Peppermint Pine Headache Salve

Wouldn’t it be great if, after getting a headache, you could close your eyes and it would melt away? Unfortunately, life doesn’t work that way. Instead, you become stubborn, irritated, and dwell on the discomfort when you experience a headache. The pain is manageable, but frustrating, unless of course you have a migraine. 

Some people immediately resort to over-the-counter (OTC) pain relievers to help curb the pain of the headache. The most common OTC pain relievers are aspirin, non-steroidal anti-inflammatory drugs (NSAIDs), and acetaminophen. The Food and Drug Administration (FDA) warns consumers of OTC pain meds to take them with caution. Improper usage of them can cause liver damage, serious illness, and increase the risk of drug misuse and abuse

Should you want to try and naturally get rid of your headaches, there are several methods that may provide relief. One such method is by gently massaging this homemade peppermint pine headache salve to your temples, shoulder, and neck. We’ll explain how it may help by detailing three key ingredients below. 

Peppermint Essential Oil

Peppermint essential oil is great for opening up the airways when you’re sick, but it may help you relieve headache pain. In fact, it is one of the most commonly used essential oils to treat headaches and migraine attacks. Researchers attribute this ability to the menthol in peppermint essential oil, as menthol helps relax muscles and eases pain. Applying a diluted peppermint essential oil topically may alleviate headache pain and reduce the severity of migraine attacks


How does mint differ from the aforementioned peppermint essential oil? Believe it or not, the topical application of mint helps numb the area slightly. Topical application of mint has been effective at alleviating acute pain from tension headaches and migraine attacks. It is, however, important to apply it in the early stages before the headache or migraine attack takes a turn for the worse. Researchers believe that mint may stimulate inflamed nerve cells to activate a protein that counteracts the inflammatory connection to headaches. Additionally, drinking mint tea can calm an uneasy or upset stomach that can accompany headaches. 

Pine Needles

Pine needles are fresh, fragrant, and typically associated with the holidays and winter season. That said, pine needles are beneficial to your health year-round. According to research, pine needles are naturally rich in vitamins A and C, two nutrients that are essential for many bodily functions. Traditionally, though, pine needles were used to soothe arthritic joint pain. Certain countries even filled mattresses with pine needles, so that people could soothe their joints during sleep. Research notes that pine needles have pain-relieving and anti-inflammatory properties. They may be able to reduce joint and muscle pain, which excites scientists!
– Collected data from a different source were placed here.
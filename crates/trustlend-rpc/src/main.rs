//! TrustLend JSON-RPC server.
//!
//! Reads newline-delimited JSON-RPC 2.0 requests from stdin and writes one
//! response line per request to stdout. Logs go to stderr.

mod protocol;
mod server;

use std::io::{self, BufRead, Write};
use std::path::PathBuf;

use anyhow::{Context, Result};
use clap::Parser;
use serde_json::Value;

use trustlend::config::{default_data_dir, MarketConfig};
use trustlend::Marketplace;

use crate::protocol::{rpc_error, PARSE_ERROR};
use crate::server::RpcServer;

#[derive(Parser, Debug)]
#[command(name = "trustlend-rpc", version, about = "TrustLend JSON-RPC server on stdio")]
struct Args {
    /// Data directory (default: $TRUSTLEND_HOME or ~/.trustlend)
    #[arg(long)]
    home: Option<PathBuf>,

    /// Log level written to stderr (error, warn, info, debug, trace)
    #[arg(long, default_value = "warn")]
    log_level: tracing::Level,
}

fn main() {
    let args = Args::parse();

    tracing_subscriber::fmt()
        .with_writer(std::io::stderr)
        .with_max_level(args.log_level)
        .init();

    if let Err(e) = serve(args.home) {
        tracing::error!("{e:#}");
        eprintln!("error: {e:#}");
        std::process::exit(1);
    }
}

fn serve(home: Option<PathBuf>) -> Result<()> {
    let home = home.unwrap_or_else(default_data_dir);
    let config = MarketConfig::load(&home)
        .with_context(|| format!("failed to load config from {}", home.display()))?;
    let market = Marketplace::open(config)
        .with_context(|| format!("failed to open data directory {}", home.display()))?;
    tracing::info!("serving {}", home.display());

    let server = RpcServer::new(market);
    let stdin = io::stdin();
    let stdout = io::stdout();

    for line in stdin.lock().lines() {
        let line = line.context("stdin read error")?;
        let trimmed = line.trim();
        if trimmed.is_empty() {
            continue;
        }

        let response = match serde_json::from_str::<Value>(trimmed) {
            Ok(request) => server.handle_request(request),
            Err(e) => rpc_error(Value::Null, PARSE_ERROR, format!("parse error: {e}")),
        };

        // Notifications get no response.
        if response.is_null() {
            continue;
        }

        let mut out = stdout.lock();
        serde_json::to_writer(&mut out, &response).context("failed to write response")?;
        out.write_all(b"\n").context("failed to write newline")?;
        out.flush().context("failed to flush stdout")?;
    }

    Ok(())
}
Peppermint Pine Headache Salve


  • 2 tablespoons dried mint leaves, crumbled
  • 2 tablespoons dried pine needles, chopped
  • 2/3 cup olive oil
  • 1 tablespoon tamanu oil
  • 1/2 ounce beeswax
  • 1/2 teaspoon peppermint essential oil


  • The first step is to infuse the mint leaves and pine needles into the olive oil. To do so, you can add the mint, pine needles, and oil to a jar, cover it, and store it in your windowsill for about three weeks. 
  • That will take a while, but it is very easy. You then strain the oil through a fine mesh sieve to discard the mint and pine needles. 
  • The other option is to place the mint, pine needles, and oil in a heat-safe glass measuring cup and add that to a saucepan with a couple inches of water over low heat. The infusion process should take about an hour or so, after which you strain the oil. 
  • When ready to make the salve, combine a half-cup of the infused oil with the tamanu and beeswax in the top of a double boiler over medium-low heat. Warm until all the ingredients are fully melted. 
  • Remove from heat and then stir in the peppermint essential oil. Carefully pour the mixture into tins or jars and allow the mixture to solidify at room temperature. 
  • Use when you first notice signs of a headache, massaging a small amount into your temples, shoulders, or neck. The shelf life of this salve is about six to nine months in a cool, dry place.